Piezoelectric actuators are widespread in the design of micro/nanorobotic tools and microsystems, as they have a very interesting electromechanical coupling factor, in addition to their high dynamics and resolution performances. Studies toward the integration of such actuators in complex micromechatronic systems require the size reduction of these actuators while retaining a wide range of performances. Two main fabrication processes are currently used for the fabrication of piezoelectric actuators, providing very different behaviors: (i) the use of a bulk layers and (ii) the use of thin film growth. In this study, we propose to develop micropositioning actuators and platform whose performances are a trade-off between the performances from these two technologies.

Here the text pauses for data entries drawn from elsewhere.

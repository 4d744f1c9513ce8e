//! Playback state
//!
//! The phase machine, reveal evaluation and the snapshot published to the
//! UI after every change.

use crate::capture::RecordingArtifact;
use crate::config::PlaybackConfig;
use crate::quiz::{AnswerFormat, Question};
use serde::{Deserialize, Serialize};
use std::fmt;

/// Generation marker for one playback session
///
/// Minted on every `start()`. Deferred work tagged with an older token is
/// dropped when it arrives.
#[derive(Debug, Clone, Copy, PartialEq, Eq, Hash, Serialize, Deserialize)]
pub struct SessionToken(pub(crate) u64);

/// Current phase of playback
#[derive(Debug, Clone, Copy, PartialEq, Eq, Default, Serialize, Deserialize)]
#[serde(rename_all = "camelCase")]
pub enum PlaybackPhase {
    /// No session
    #[default]
    Idle,
    /// Background is changing; question content is hidden
    Transitioning,
    /// Question shown, countdown running
    AwaitingAnswer,
    /// Answer locked, result shown
    Revealing,
    /// Every question played
    Completed,
}

impl PlaybackPhase {
    pub fn content_visible(self) -> bool {
        matches!(self, Self::AwaitingAnswer | Self::Revealing)
    }
}

/// How an option card is highlighted during the reveal
#[derive(Debug, Clone, Copy, PartialEq, Eq, Default, Serialize, Deserialize)]
#[serde(rename_all = "camelCase")]
pub enum OptionMark {
    #[default]
    None,
    Correct,
    Incorrect,
    /// Chosen on a prediction question; no judgment
    Selected,
}

/// Per-question result
#[derive(Debug, Clone, Copy, PartialEq, Eq, Serialize, Deserialize)]
#[serde(rename_all = "camelCase")]
pub enum Verdict {
    Correct,
    Incorrect,
    TimedOut,
    /// Prediction question, nothing to judge
    Informational,
}

/// Result banner shown while revealing
#[derive(Debug, Clone, Copy, PartialEq, Eq, Serialize, Deserialize)]
#[serde(tag = "kind", rename_all = "camelCase")]
pub enum RevealMessage {
    TimedOut { correct: Option<usize> },
    Correct { selected: usize },
    Incorrect { selected: usize, correct: usize },
    Informational { selected: Option<usize> },
}

impl fmt::Display for RevealMessage {
    fn fmt(&self, f: &mut fmt::Formatter<'_>) -> fmt::Result {
        match self {
            Self::TimedOut { correct: Some(correct) } => {
                write!(f, "Time's up! The correct answer is Option {correct}")
            }
            Self::TimedOut { correct: None } => write!(f, "Time's up!"),
            Self::Correct { selected } => write!(f, "Correct! You selected Option {selected}"),
            Self::Incorrect { selected, correct } => write!(
                f,
                "Incorrect. You selected Option {selected}, but the correct answer is Option {correct}"
            ),
            Self::Informational { selected: Some(selected) } => {
                write!(f, "You picked Option {selected}")
            }
            Self::Informational { selected: None } => write!(f, "Time's up!"),
        }
    }
}

/// Everything the reveal shows for one question
#[derive(Debug, Clone, PartialEq, Eq, Serialize, Deserialize)]
#[serde(rename_all = "camelCase")]
pub struct Reveal {
    pub verdict: Verdict,
    pub message: RevealMessage,
    /// Rendered `message`
    pub text: String,
    /// One mark per option, in option order
    pub marks: Vec<OptionMark>,
    pub explanation: Option<String>,
}

impl Reveal {
    /// Judge `selected` against the question's correct answer
    ///
    /// A correct answer outside the option range is treated as absent, the
    /// same as a prediction question.
    pub fn evaluate(question: &Question, selected: Option<usize>) -> Self {
        let count = question.option_count();
        let selected = selected.filter(|&s| s >= 1 && s <= count);
        let mut marks = vec![OptionMark::None; count];

        let (verdict, message) = match (question.valid_correct_answer(), selected) {
            (None, selected) => {
                if let Some(s) = selected {
                    marks[s - 1] = OptionMark::Selected;
                }
                if selected.is_none() && !question.is_prediction() {
                    (Verdict::TimedOut, RevealMessage::TimedOut { correct: None })
                } else {
                    (Verdict::Informational, RevealMessage::Informational { selected })
                }
            }
            (Some(correct), None) => {
                marks[correct - 1] = OptionMark::Correct;
                (Verdict::TimedOut, RevealMessage::TimedOut { correct: Some(correct) })
            }
            (Some(correct), Some(s)) if s == correct => {
                marks[correct - 1] = OptionMark::Correct;
                (Verdict::Correct, RevealMessage::Correct { selected: s })
            }
            (Some(correct), Some(s)) => {
                marks[correct - 1] = OptionMark::Correct;
                marks[s - 1] = OptionMark::Incorrect;
                (
                    Verdict::Incorrect,
                    RevealMessage::Incorrect {
                        selected: s,
                        correct,
                    },
                )
            }
        };

        let explanation = Some(question.explanation.trim())
            .filter(|e| !e.is_empty())
            .map(str::to_string);

        Self {
            verdict,
            text: message.to_string(),
            message,
            marks,
            explanation,
        }
    }
}

/// Outcome of one played question
#[derive(Debug, Clone, PartialEq, Eq, Serialize, Deserialize)]
#[serde(rename_all = "camelCase")]
pub struct QuestionOutcome {
    pub question_id: String,
    pub selected: Option<usize>,
    pub verdict: Verdict,
}

/// Countdown colouring
#[derive(Debug, Clone, Copy, PartialEq, Eq, Default, Serialize, Deserialize)]
#[serde(rename_all = "camelCase")]
pub enum TimerUrgency {
    #[default]
    Normal,
    Warning,
    Danger,
}

impl TimerUrgency {
    pub fn for_remaining(remaining: u32, config: &PlaybackConfig) -> Self {
        if remaining <= config.danger_threshold_secs {
            Self::Danger
        } else if remaining <= config.warning_threshold_secs {
            Self::Warning
        } else {
            Self::Normal
        }
    }
}

/// Where the session's recording stands
#[derive(Debug, Clone, Copy, PartialEq, Eq, Default, Serialize, Deserialize)]
#[serde(rename_all = "camelCase")]
pub enum RecordingStatus {
    #[default]
    Inactive,
    Starting,
    Recording,
    Stopping,
    Finished,
    Unavailable,
}

/// Question as rendered
#[derive(Debug, Clone, PartialEq, Eq, Serialize, Deserialize)]
#[serde(rename_all = "camelCase")]
pub struct QuestionView {
    pub id: String,
    pub text: String,
    pub answer_format: AnswerFormat,
    pub prediction: bool,
}

/// Option card as rendered
#[derive(Debug, Clone, PartialEq, Eq, Serialize, Deserialize)]
#[serde(rename_all = "camelCase")]
pub struct OptionView {
    /// 1-based option number
    pub number: usize,
    pub text: Option<String>,
    pub image: Option<String>,
    pub mark: OptionMark,
    /// Entrance animation offset
    pub appear_delay_ms: u64,
}

impl OptionView {
    pub fn for_question(question: &Question, marks: Option<&[OptionMark]>, stagger_ms: u64) -> Vec<Self> {
        question
            .options
            .iter()
            .enumerate()
            .map(|(i, option)| {
                let (text, image) = option.visible_parts(question.answer_format);
                Self {
                    number: i + 1,
                    text: text.map(str::to_string),
                    image: image.map(str::to_string),
                    mark: marks
                        .and_then(|m| m.get(i).copied())
                        .unwrap_or_default(),
                    appear_delay_ms: i as u64 * stagger_ms,
                }
            })
            .collect()
    }
}

/// Observable playback state, published on every change
#[derive(Debug, Clone, Default, PartialEq, Serialize, Deserialize)]
#[serde(rename_all = "camelCase")]
pub struct PlaybackSnapshot {
    pub session: Option<SessionToken>,
    pub phase: PlaybackPhase,
    pub current_index: usize,
    pub total_questions: usize,
    pub content_visible: bool,
    pub question: Option<QuestionView>,
    pub options: Vec<OptionView>,
    pub selected_answer: Option<usize>,
    pub time_remaining: u32,
    /// Remaining share of the countdown, 0.0 to 1.0
    pub timer_fraction: f32,
    pub timer_urgency: TimerUrgency,
    pub timer_running: bool,
    pub reveal: Option<Reveal>,
    pub recording: RecordingStatus,
    pub recording_unavailable: bool,
    pub recording_artifact: Option<RecordingArtifact>,
    pub results: Vec<QuestionOutcome>,
}

#[cfg(test)]
mod tests {
    use super::*;
    use crate::quiz::QuizOption;

    fn question(correct: usize) -> Question {
        Question::standard(
            "Which?",
            AnswerFormat::Text,
            ["A", "B", "C", "D"].into_iter().map(QuizOption::text).collect(),
            correct,
        )
        .unwrap()
        .with_explanation("Because.")
    }

    #[test]
    fn test_reveal_correct_selection() {
        let reveal = Reveal::evaluate(&question(2), Some(2));
        assert_eq!(reveal.verdict, Verdict::Correct);
        assert_eq!(
            reveal.marks,
            vec![OptionMark::None, OptionMark::Correct, OptionMark::None, OptionMark::None]
        );
        assert_eq!(reveal.text, "Correct! You selected Option 2");
        assert_eq!(reveal.explanation.as_deref(), Some("Because."));
    }

    #[test]
    fn test_reveal_incorrect_selection() {
        let reveal = Reveal::evaluate(&question(1), Some(3));
        assert_eq!(reveal.verdict, Verdict::Incorrect);
        assert_eq!(reveal.marks[0], OptionMark::Correct);
        assert_eq!(reveal.marks[2], OptionMark::Incorrect);
        assert_eq!(
            reveal.text,
            "Incorrect. You selected Option 3, but the correct answer is Option 1"
        );
    }

    #[test]
    fn test_reveal_timeout_still_marks_correct() {
        let reveal = Reveal::evaluate(&question(4), None);
        assert_eq!(reveal.verdict, Verdict::TimedOut);
        assert_eq!(reveal.marks[3], OptionMark::Correct);
        assert!(!reveal.marks.contains(&OptionMark::Incorrect));
        assert_eq!(reveal.text, "Time's up! The correct answer is Option 4");
    }

    #[test]
    fn test_reveal_prediction_never_judges() {
        let options = (1..=6).map(|i| QuizOption::text(format!("#{i}"))).collect();
        let q = Question::prediction("Who wins?", AnswerFormat::Text, options).unwrap();

        let picked = Reveal::evaluate(&q, Some(5));
        assert_eq!(picked.verdict, Verdict::Informational);
        assert_eq!(picked.marks[4], OptionMark::Selected);
        assert!(picked
            .marks
            .iter()
            .all(|m| !matches!(m, OptionMark::Correct | OptionMark::Incorrect)));

        let skipped = Reveal::evaluate(&q, None);
        assert_eq!(skipped.verdict, Verdict::Informational);
        assert!(skipped.marks.iter().all(|m| *m == OptionMark::None));
    }

    #[test]
    fn test_reveal_tolerates_broken_correct_answer() {
        let mut q = question(1);
        q.correct_answer = Some(9);
        let reveal = Reveal::evaluate(&q, Some(2));
        assert!(reveal.marks.iter().all(|m| *m != OptionMark::Correct));
    }

    #[test]
    fn test_urgency_thresholds() {
        let config = PlaybackConfig::default();
        assert_eq!(TimerUrgency::for_remaining(10, &config), TimerUrgency::Normal);
        assert_eq!(TimerUrgency::for_remaining(5, &config), TimerUrgency::Warning);
        assert_eq!(TimerUrgency::for_remaining(3, &config), TimerUrgency::Danger);
    }

    #[test]
    fn test_option_views_stagger_and_blank_cards() {
        let mut q = question(1);
        q.options[1] = QuizOption::default();
        let views = OptionView::for_question(&q, None, 400);
        assert_eq!(views[3].appear_delay_ms, 1200);
        assert_eq!(views[1].text, None);
        assert_eq!(views[1].image, None);
        assert_eq!(views[1].number, 2);
    }
}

The proposed trade-off technology allows the development of microsystems with high stiffness, high torque and high dynamics (from technology (i)), as well as, large motion, low voltage and small size (from technology (ii)). Using this technology we designed and fabricated a thick film PZT platform containing eight unimorph beam bending actuators. The Platform allows a high level of performances, both in the static (displacement) and dynamic (first resonance frequency) regimes. The purpose of the fabricated platform is to improve the micromanipulation and microassembly processes, to the point where approaching and manipulating very small object with a high precision will be a very fast and simple operation. These devices were obtained through a room temperature mechanical thinning of a PZT thick layers, after the deposition of Nickel on the bottom side. The piezoelectric beam bending actuators have a 80 μm thick PZT layer on top of a 10 μm thick Nickel layer, a length of 5 mm and a width of 0.5 mm. Experimental characterization has shown that the static displacements obtained are in excess of 1.33 μm/V and the resonance frequencies are up to 1814 Hz, which are very convenient in high dynamics micropositioning applications such as microrobotics and microassembly tasks.